ARTIST: Pink Floyd            piper

TITLE: The Piper at the Gates of Dawn


CHART ACTION: #131 (US), #6 (UK)

SINGLES: Flaming

OTHER SONGS YOU MAY KNOW: Interstellar Overdrive, Astronomy Domine, Bike

LINEUP: Syd Barrett, Roger Waters, Rick Wright, Nick Mason.

WHAT’S IT ALL ABOUT: Pink Floyd’s debut album, released after a couple of great singles, is one of the classics of the psychedelic era. It sounds nothing like the rest of their catalog, as it’s the only album where Barrett was a fully functioning (emphasis on functioning) member.

SOME WORDS, PHRASES AND CLAUSES ABOUT THIS RECORD: Wow, just wow. It’s playful, fun, and also intense (thanks to “Astronomy Domine” and “Interstellar Overdrive”).
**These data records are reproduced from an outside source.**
/// Sliding replay window for DTLS record sequence numbers.
///
/// Anchored at the highest accepted sequence number with a 32-bit bitmap of the
/// last 32 numbers. Bit 0 is the anchor itself.
///
/// Checking and updating are split: a record is checked before it is verified
/// and the window is only updated once verification succeeded, so a forged
/// record cannot move the anchor.
#[derive(Debug, Default)]
pub(crate) struct ReplayWindow {
    top: u64,
    bitmap: u32,
}

impl ReplayWindow {
    pub fn new() -> Self {
        Self::default()
    }

    pub fn reset(&mut self) {
        *self = Self::default();
    }

    /// Whether `seq` is fresh.
    pub fn check(&self, seq: u64) -> bool {
        if seq > self.top {
            return true;
        }
        let offset = self.top - seq;
        if offset >= 32 {
            return false; // too old
        }
        self.bitmap & (1 << offset) == 0
    }

    /// Mark `seq` as seen.
    pub fn update(&mut self, seq: u64) {
        if seq >= self.top {
            let shift = seq - self.top;
            if shift >= 32 {
                self.bitmap = 1;
            } else {
                self.bitmap = (self.bitmap << shift) | 1;
            }
            self.top = seq;
        } else {
            let offset = self.top - seq;
            if offset < 32 {
                self.bitmap |= 1 << offset;
            }
        }
    }
}

#[cfg(test)]
mod tests {
    use super::*;

    fn accept(w: &mut ReplayWindow, seq: u64) -> bool {
        if w.check(seq) {
            w.update(seq);
            true
        } else {
            false
        }
    }

    #[test]
    fn accepts_fresh_and_rejects_duplicate() {
        let mut w = ReplayWindow::new();
        assert!(accept(&mut w, 0));
        assert!(!accept(&mut w, 0)); // duplicate
        assert!(accept(&mut w, 1));
        assert!(!accept(&mut w, 1));
    }

    #[test]
    fn accepts_out_of_order_within_window() {
        let mut w = ReplayWindow::new();
        assert!(accept(&mut w, 10)); // establish top=10
        assert!(accept(&mut w, 8)); // unseen within 32
        assert!(!accept(&mut w, 8)); // duplicate now
        assert!(accept(&mut w, 9));
    }

    #[test]
    fn rejects_too_old() {
        let mut w = ReplayWindow::new();
        assert!(accept(&mut w, 100));
        // offset = 32 -> too old
        assert!(!accept(&mut w, 68));
        // offset = 31 -> allowed once
        assert!(accept(&mut w, 69));
        assert!(!accept(&mut w, 69));
    }

    #[test]
    fn newer_always_advances_anchor() {
        let mut w = ReplayWindow::new();
        assert!(accept(&mut w, 1));
        assert!(accept(&mut w, 80));
        assert_eq!(w.top, 80);
        assert_eq!(w.bitmap, 1);
        assert!(accept(&mut w, 79));
        assert!(!accept(&mut w, 15));
    }

    #[test]
    fn check_does_not_mutate() {
        let mut w = ReplayWindow::new();
        w.update(5);
        assert!(w.check(6));
        assert!(w.check(6));
        assert!(!w.check(5));
        w.reset();
        assert!(w.check(5));
    }
}
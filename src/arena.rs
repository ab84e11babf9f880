//! Fixed set of connection slots.
//!
//! Slots are allocated once. A free list hands out empty slots and every slot
//! carries a generation that is bumped on removal, so a handle to a removed
//! entry never reaches the entry that reuses the slot.

use crate::error::Error;

struct Slot<T> {
    generation: u32,
    value: Option<T>,
}

pub(crate) struct Arena<T> {
    slots: Vec<Slot<T>>,
    free: Vec<usize>,
}

impl<T> Arena<T> {
    pub fn with_capacity(capacity: usize) -> Self {
        let slots = (0..capacity)
            .map(|_| Slot {
                generation: 0,
                value: None,
            })
            .collect();
        // Lowest index is handed out first.
        let free = (0..capacity).rev().collect();
        Arena { slots, free }
    }

    pub fn capacity(&self) -> usize {
        self.slots.len()
    }

    /// Index and generation the next insert would use.
    pub fn vacant(&self) -> Result<(usize, u32), Error> {
        let index = *self.free.last().ok_or(Error::NoFreeSlot)?;
        Ok((index, self.slots[index].generation))
    }

    /// Insert into the slot reported by [`Arena::vacant`].
    pub fn insert(&mut self, value: T) -> Result<(usize, u32), Error> {
        let index = self.free.pop().ok_or(Error::NoFreeSlot)?;
        let slot = &mut self.slots[index];
        slot.value = Some(value);
        Ok((index, slot.generation))
    }

    pub fn get(&self, index: usize, generation: u32) -> Option<&T> {
        let slot = self.slots.get(index)?;
        if slot.generation != generation {
            return None;
        }
        slot.value.as_ref()
    }

    pub fn get_mut(&mut self, index: usize, generation: u32) -> Option<&mut T> {
        let slot = self.slots.get_mut(index)?;
        if slot.generation != generation {
            return None;
        }
        slot.value.as_mut()
    }

    /// Remove the entry and invalidate its handle. Returns the entry and the
    /// slot's new generation.
    pub fn remove(&mut self, index: usize, generation: u32) -> Option<(T, u32)> {
        let slot = self.slots.get_mut(index)?;
        if slot.generation != generation {
            return None;
        }
        let value = slot.value.take()?;
        slot.generation = slot.generation.wrapping_add(1);
        self.free.push(index);
        Some((value, slot.generation))
    }

    /// Occupied entries with their index and generation.
    pub fn iter_mut(&mut self) -> impl Iterator<Item = (usize, u32, &mut T)> {
        self.slots
            .iter_mut()
            .enumerate()
            .filter_map(|(i, s)| s.value.as_mut().map(|v| (i, s.generation, v)))
    }

    /// Entry at `index` regardless of generation.
    pub fn at_mut(&mut self, index: usize) -> Option<(u32, &mut T)> {
        let slot = self.slots.get_mut(index)?;
        let generation = slot.generation;
        slot.value.as_mut().map(|v| (generation, v))
    }
}

#[cfg(test)]
mod tests {
    use super::*;

    #[test]
    fn stale_handles_are_rejected() {
        let mut arena = Arena::with_capacity(2);
        let (i, g) = arena.insert("a").unwrap();
        assert_eq!((i, g), (0, 0));
        assert_eq!(arena.get(i, g), Some(&"a"));

        let (_, next) = arena.remove(i, g).unwrap();
        assert_eq!(next, 1);
        assert!(arena.get(i, g).is_none());
        assert!(arena.remove(i, g).is_none());

        let (i2, g2) = arena.insert("b").unwrap();
        assert_eq!((i2, g2), (0, 1));
        assert!(arena.get(i, g).is_none());
        assert_eq!(arena.get(i2, g2), Some(&"b"));
    }

    #[test]
    fn exhaustion() {
        let mut arena = Arena::with_capacity(1);
        assert_eq!(arena.vacant().unwrap(), (0, 0));
        arena.insert(1u8).unwrap();
        assert!(matches!(arena.vacant(), Err(Error::NoFreeSlot)));
        assert!(matches!(arena.insert(2), Err(Error::NoFreeSlot)));
        assert_eq!(arena.iter_mut().count(), 1);
        assert_eq!(arena.capacity(), 1);
    }
}
#[cfg(test)]
mod tests {
    use super::*;

    #[test]
    fn psk_premaster_layout() {
        let pms = psk_premaster(&[0xAA, 0xBB]);
        assert_eq!(&pms[..], &[0, 2, 0, 0, 0, 2, 0xAA, 0xBB]);
    }

    #[test]
    fn transcript_overflow_is_internal_error() {
        let config = Config::builder(
            Role::Client,
            TransportKind::Stream,
            crate::CipherSuite::PSK_AES_128_GCM_SHA256,
        )
        .psk(b"id", b"key")
        .transcript_size(8)
        .build()
        .unwrap();
        let mut hs = HandshakeContext::new(&config);
        assert!(hs.append_transcript(&[0; 6]).is_ok());
        assert_eq!(
            hs.append_transcript(&[0; 3]),
            Err(AlertDescription::InternalError)
        );
        assert_eq!(hs.transcript.len(), 6);
    }

    struct Discard;

    impl crate::engine::Transport for Discard {
        fn send(
            &mut self,
            _id: crate::engine::ConnectionId,
            _to: Option<std::net::SocketAddr>,
            _data: &[u8],
        ) -> Result<(), crate::error::TransportError> {
            Ok(())
        }
    }

    fn fragment(length: usize, offset: usize, body: &[u8]) -> Vec<u8> {
        let header = HandshakeHeader {
            msg_type: HandshakeType::ClientHello,
            length,
            message_seq: 0,
            fragment_offset: offset,
            fragment_length: body.len(),
        };
        let mut out = Vec::new();
        header.serialize(&mut out, TransportKind::Datagram);
        out.extend_from_slice(body);
        out
    }

    #[test]
    fn fragment_with_other_length_is_not_appended() {
        let config = std::sync::Arc::new(
            Config::builder(
                Role::Server,
                TransportKind::Datagram,
                crate::CipherSuite::PSK_NULL_SHA256,
            )
            .psk(b"id", b"key")
            .build()
            .unwrap(),
        );
        let channel = crate::connection::Channel::new();
        channel.open(0, &config);
        let mut conn = Connection::new(crate::engine::ConnectionId::new(0, 0), config).unwrap();
        let mut crypto = crate::SoftwareCryptoService::new();
        let mut transport = Discard;
        let mut io = Io {
            crypto: &mut crypto,
            transport: &mut transport,
            channel: &channel,
        };

        conn.handle_datagram_fragment(&mut io, &fragment(100, 0, &[7; 50])).unwrap();
        assert_eq!(conn.hs.assembled, 50);

        // Claims the message ends here, while the first fragment said 100.
        conn.handle_datagram_fragment(&mut io, &fragment(60, 50, &[7; 10])).unwrap();
        assert_eq!(conn.hs.assembled, 50);
        assert_eq!(conn.hs.next_receive_seq, 0);
    }

    #[test]
    fn finish_keeps_flight_and_sequencing() {
        let config = Config::builder(
            Role::Server,
            TransportKind::Datagram,
            crate::CipherSuite::PSK_NULL_SHA256,
        )
        .psk(b"id", b"key")
        .build()
        .unwrap();
        let mut hs = HandshakeContext::new(&config);
        hs.flight.extend_from_slice(&[0, 1, 9]).unwrap();
        hs.timer.start();
        hs.send_seq = 4;
        hs.next_receive_seq = 5;
        hs.append_transcript(&[1, 2, 3]).unwrap();
        hs.client_random = Some([1; 32]);

        hs.finish(&config);
        assert_eq!(&hs.flight[..], &[0, 1, 9]);
        assert!(hs.timer.is_armed());
        assert_eq!((hs.send_seq, hs.next_receive_seq), (4, 5));
        assert!(hs.transcript.is_empty());
        assert!(hs.client_random.is_none());
    }
}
Each side starts out heavy and then moves light in some brilliant sequencing. The lyrics are a joy, talking about cats and gnomes and kingdoms and bicycles. “Bike” may be the perfect album closer – a cherry on the psychedelic top.
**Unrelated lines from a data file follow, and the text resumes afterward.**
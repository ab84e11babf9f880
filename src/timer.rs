/// Flight retransmission countdown, measured in engine ticks.
///
/// Starts at the initial value and doubles with every retransmission until the
/// retry limit is reached.
#[derive(Debug)]
pub(crate) struct RetransmitTimer {
    initial: u32,
    limit: u32,
    remaining: u32,
    count: u32,
}

#[derive(Debug, Clone, Copy, PartialEq, Eq)]
pub(crate) enum TimerEvent {
    /// Not armed.
    Idle,
    Running,
    /// Resend the flight.
    Expired,
    /// Retry limit reached.
    Exhausted,
}

impl RetransmitTimer {
    pub fn new(initial: u32, limit: u32) -> Self {
        RetransmitTimer {
            initial,
            limit,
            remaining: 0,
            count: 0,
        }
    }

    /// Arm for a new flight.
    pub fn start(&mut self) {
        self.count = 0;
        self.remaining = self.initial;
    }

    pub fn stop(&mut self) {
        self.remaining = 0;
    }

    pub fn is_armed(&self) -> bool {
        self.remaining > 0
    }

    pub fn count(&self) -> u32 {
        self.count
    }

    pub fn tick(&mut self) -> TimerEvent {
        match self.remaining {
            0 => TimerEvent::Idle,
            1 => {
                if self.count < self.limit {
                    self.count += 1;
                    self.remaining = self.initial.saturating_mul(1 << self.count);
                    TimerEvent::Expired
                } else {
                    self.remaining = 0;
                    TimerEvent::Exhausted
                }
            }
            _ => {
                self.remaining -= 1;
                TimerEvent::Running
            }
        }
    }
}

#[cfg(test)]
mod tests {
    use super::*;

    fn ticks_until_event(t: &mut RetransmitTimer) -> (u32, TimerEvent) {
        let mut n = 0;
        loop {
            n += 1;
            match t.tick() {
                TimerEvent::Running => continue,
                e => return (n, e),
            }
        }
    }

    #[test]
    fn backoff_doubles() {
        let mut t = RetransmitTimer::new(4, 3);
        assert_eq!(t.tick(), TimerEvent::Idle);

        t.start();
        assert_eq!(ticks_until_event(&mut t), (4, TimerEvent::Expired));
        assert_eq!(t.count(), 1);
        assert_eq!(ticks_until_event(&mut t), (8, TimerEvent::Expired));
        assert_eq!(ticks_until_event(&mut t), (16, TimerEvent::Expired));
        assert_eq!(t.count(), 3);
        assert_eq!(ticks_until_event(&mut t), (32, TimerEvent::Exhausted));
        assert!(!t.is_armed());
        assert_eq!(t.tick(), TimerEvent::Idle);
    }

    #[test]
    fn start_resets_count() {
        let mut t = RetransmitTimer::new(2, 6);
        t.start();
        ticks_until_event(&mut t);
        assert_eq!(t.count(), 1);
        t.start();
        assert_eq!(t.count(), 0);
        assert_eq!(ticks_until_event(&mut t), (2, TimerEvent::Expired));
        t.stop();
        assert_eq!(t.tick(), TimerEvent::Idle);
    }
}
Barrett is in full control here. These are his songs, his vision, and his colorful art. His guitar sounds a little off at times, but you can tell that’s intentional. He’s trying to make some sounds that are in his brain – and using some dissonance as well for great effect. I can only imagine their light shows and their live sound at this time. It must have been quite a trip.

Wright’s organ is really the anchor – grounding the songs but working well with Barrett’s forays into hyperspace.
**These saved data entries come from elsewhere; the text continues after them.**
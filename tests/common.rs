//! Shared helpers for integration tests.
//!
//! This file has no `#[test]` functions. Import it from other test files via
//! `mod common;`.

#![allow(unused)]

use std::net::SocketAddr;
use std::sync::Arc;

use tlsengine::certificate::{CertificateAuthority, CertifiedKey};
use tlsengine::{
    AlertDescription, CipherSuite, Config, ConnectionId, Engine, Output, Role, SoftwareCryptoService,
    State, Transport, TransportError, TransportKind,
};

pub const PSK_IDENTITY: &[u8] = b"device-17";
pub const PSK: &[u8] = b"0123456789abcdef";

/// Record content types.
pub const CHANGE_CIPHER_SPEC: u8 = 20;
pub const ALERT: u8 = 21;
pub const HANDSHAKE: u8 = 22;
pub const APPLICATION_DATA: u8 = 23;

/// Handshake message types.
pub const CLIENT_HELLO: u8 = 1;
pub const SERVER_HELLO: u8 = 2;
pub const HELLO_VERIFY_REQUEST: u8 = 3;
pub const SERVER_KEY_EXCHANGE: u8 = 12;
pub const CERTIFICATE_VERIFY: u8 = 15;

/// What the upper layer saw.
#[derive(Debug, Clone, PartialEq, Eq)]
pub enum Seen {
    Connected(ConnectionId),
    Data(ConnectionId, Vec<u8>),
    TxConfirmed(ConnectionId, usize),
    Closed(ConnectionId),
    Failed(ConnectionId, Option<AlertDescription>),
}

/// Collects everything the engine sends.
#[derive(Default)]
pub struct Wire {
    pub sent: Vec<(ConnectionId, Vec<u8>)>,
    pub refuse: bool,
}

impl Transport for Wire {
    fn send(&mut self, id: ConnectionId, _to: Option<SocketAddr>, data: &[u8]) -> Result<(), TransportError> {
        if self.refuse {
            return Err(TransportError::Refused);
        }
        self.sent.push((id, data.to_vec()));
        Ok(())
    }
}

/// Decides how many copies of a sent record or datagram reach the peer.
/// The bytes may be modified in place.
pub type Filter = Box<dyn FnMut(ConnectionId, &mut Vec<u8>) -> usize>;

/// A client and a server in one engine, wired back to back.
pub struct Pair {
    pub engine: Engine,
    pub client: ConnectionId,
    pub server: ConnectionId,
    pub kind: TransportKind,
    pub wire: Wire,
    /// Every record or datagram sent, in order.
    pub log: Vec<(ConnectionId, Vec<u8>)>,
    pub seen: Vec<Seen>,
    pub filter: Option<Filter>,
    pub ticks: usize,
}

pub fn client_addr() -> SocketAddr {
    "192.0.2.10:40000".parse().unwrap()
}

impl Pair {
    pub fn new(client: Arc<Config>, server: Arc<Config>, crypto: SoftwareCryptoService) -> Pair {
        let _ = env_logger::try_init();
        let kind = client.transport();
        let mut engine = Engine::new(2, Box::new(crypto));
        let client = engine.open(client).expect("open client");
        let server = engine.open(server).expect("open server");
        Pair {
            engine,
            client,
            server,
            kind,
            wire: Wire::default(),
            log: Vec::new(),
            seen: Vec::new(),
            filter: None,
            ticks: 0,
        }
    }

    pub fn peer(&self, id: ConnectionId) -> ConnectionId {
        if id == self.client {
            self.server
        } else {
            self.client
        }
    }

    /// One engine tick, then deliver what was sent and collect output.
    pub fn step(&mut self) {
        self.ticks += 1;
        self.engine.tick(&mut self.wire);

        for (from, mut data) in std::mem::take(&mut self.wire.sent) {
            self.log.push((from, data.clone()));

            if self.kind == TransportKind::Stream {
                self.engine
                    .tx_confirmation(from, data.len())
                    .expect("tx confirmation");
            }

            let copies = match self.filter.as_mut() {
                Some(f) => f(from, &mut data),
                None => 1,
            };

            let to = self.peer(from);
            let addr = (self.kind == TransportKind::Datagram && from == self.client).then(client_addr);
            for _ in 0..copies {
                // Released peers no longer take data.
                let _ = self.engine.rx_indication(to, addr, &data);
            }
        }

        let mut buf = [0u8; 4096];
        loop {
            let seen = match self.engine.poll_output(&mut buf) {
                Output::Idle => break,
                Output::Connected(id) => Seen::Connected(id),
                Output::ApplicationData { id, data } => Seen::Data(id, data.to_vec()),
                Output::TxConfirmed { id, len } => Seen::TxConfirmed(id, len),
                Output::Closed(id) => Seen::Closed(id),
                Output::Failed { id, alert } => Seen::Failed(id, alert),
            };
            self.seen.push(seen);
        }
    }

    /// Step until `done` holds. False if it never did within `max` ticks.
    pub fn run_until(&mut self, max: usize, mut done: impl FnMut(&Pair) -> bool) -> bool {
        for _ in 0..max {
            if done(self) {
                return true;
            }
            self.step();
        }
        done(self)
    }

    pub fn connect(&mut self) {
        self.engine.connect(self.client).expect("connect");
    }

    /// Connect and run until both ends report `Connected`.
    pub fn handshake(&mut self) {
        self.connect();
        let (client, server) = (self.client, self.server);
        let ok = self.run_until(2000, |p| {
            p.seen.contains(&Seen::Connected(client)) && p.seen.contains(&Seen::Connected(server))
        });
        assert!(ok, "handshake did not complete: {:?}", self.seen);
        assert_eq!(self.engine.state(client).unwrap(), State::Ok);
        assert_eq!(self.engine.state(server).unwrap(), State::Ok);
    }

    /// Application data received by `id` so far.
    pub fn received(&self, id: ConnectionId) -> Vec<u8> {
        self.seen
            .iter()
            .filter_map(|s| match s {
                Seen::Data(to, data) if *to == id => Some(data.as_slice()),
                _ => None,
            })
            .flatten()
            .copied()
            .collect()
    }

    pub fn failed(&self, id: ConnectionId) -> Option<Option<AlertDescription>> {
        self.seen.iter().find_map(|s| match s {
            Seen::Failed(f, alert) if *f == id => Some(*alert),
            _ => None,
        })
    }

    /// Records or datagrams sent by `id`.
    pub fn sent_by(&self, id: ConnectionId) -> Vec<&[u8]> {
        self.log
            .iter()
            .filter(|(from, _)| *from == id)
            .map(|(_, d)| d.as_slice())
            .collect()
    }
}

pub fn psk_config(role: Role, kind: TransportKind, suite: CipherSuite) -> Arc<Config> {
    let mut builder = Config::builder(role, kind, suite).psk(PSK_IDENTITY, PSK);
    if role == Role::Server {
        builder = builder.retransmit_initial_ticks(4);
    } else {
        builder = builder.retransmit_initial_ticks(3);
    }
    Arc::new(builder.build().expect("psk config"))
}

pub fn psk_pair(kind: TransportKind, suite: CipherSuite) -> Pair {
    Pair::new(
        psk_config(Role::Client, kind, suite),
        psk_config(Role::Server, kind, suite),
        SoftwareCryptoService::new(),
    )
}

/// Certificates for an ECDHE-ECDSA pair.
pub struct Pki {
    pub ca: CertificateAuthority,
    pub server: CertifiedKey,
    pub client: CertifiedKey,
}

pub fn pki() -> Pki {
    let ca = CertificateAuthority::new("test ca").expect("ca");
    let server = ca.issue("server").expect("server cert");
    let client = ca.issue("client").expect("client cert");
    Pki { ca, server, client }
}

/// ECDHE-ECDSA pair. With `client_auth` the server asks for a certificate
/// and the client presents one. `client_anchor` overrides the client's
/// trust anchor.
pub fn ecdhe_pair(
    kind: TransportKind,
    suite: CipherSuite,
    client_auth: bool,
    client_anchor: Option<&[u8]>,
    crypto: SoftwareCryptoService,
) -> Pair {
    let pki = pki();
    let mut crypto = crypto;
    let server_key = crypto
        .import_signing_key(&pki.server.private_key)
        .expect("import server key");
    let client_key = crypto
        .import_signing_key(&pki.client.private_key)
        .expect("import client key");

    let mut server = Config::builder(Role::Server, kind, suite)
        .certificate(vec![pki.server.certificate.clone()], server_key)
        .retransmit_initial_ticks(4);
    if client_auth {
        server = server.trust_anchor(pki.ca.certificate());
    }

    let anchor = client_anchor.unwrap_or(pki.ca.certificate());
    let mut client = Config::builder(Role::Client, kind, suite)
        .trust_anchor(anchor)
        .retransmit_initial_ticks(3);
    if client_auth {
        client = client.certificate(vec![pki.client.certificate.clone()], client_key);
    }

    Pair::new(
        Arc::new(client.build().expect("client config")),
        Arc::new(server.build().expect("server config")),
        crypto,
    )
}

/// Content type of the first record in a record or datagram.
pub fn content_type(data: &[u8]) -> u8 {
    data[0]
}

/// Handshake message type of a plaintext datagram record.
pub fn datagram_handshake_type(data: &[u8]) -> Option<u8> {
    (data.len() > 13 && data[0] == HANDSHAKE).then(|| data[13])
}

/// Record lengths of every record in a datagram.
pub fn datagram_record_lengths(datagram: &[u8]) -> Vec<usize> {
    let mut out = Vec::new();
    let mut i = 0;
    while i + 13 <= datagram.len() {
        let len = u16::from_be_bytes([datagram[i + 11], datagram[i + 12]]) as usize;
        out.push(13 + len);
        i += 13 + len;
    }
    out
}

/// (epoch, sequence number, record bytes) of every record in a datagram.
pub fn datagram_records(datagram: &[u8]) -> Vec<(u16, u64, &[u8])> {
    let mut out = Vec::new();
    let mut i = 0;
    while i + 13 <= datagram.len() {
        let epoch = u16::from_be_bytes([datagram[i + 3], datagram[i + 4]]);
        let mut seq = [0u8; 8];
        seq[2..].copy_from_slice(&datagram[i + 5..i + 11]);
        let len = u16::from_be_bytes([datagram[i + 11], datagram[i + 12]]) as usize;
        let end = (i + 13 + len).min(datagram.len());
        out.push((epoch, u64::from_be_bytes(seq), &datagram[i..end]));
        i += 13 + len;
    }
    out
}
NOTES & MINUTAE: The US version released in 1967 added the excellent single “See Emily Play”, but ripped out the heart of the album (no “Astronomy Domine” or “Bike” or “Flaming” (the US single). They also sequenced “Interstellar Overdrive” as the final cut, which kind of defeats its impact. Man, US record companies sucked in the 60’s.

IS THERE A DELUXE VERSION:  Yes. It has a mono and stereo mix of the record, plus the A’s and B’s of their first three UK singles. You must hear “Candy and a Currant Bun” and “Apples & Oranges” to get a sense of Barrett as he was losing it.

GRADE: A: This is so radical and different for Pink Floyd you’d have no idea that they went on to become…well…Pink Floyd. Just a joy to listen to.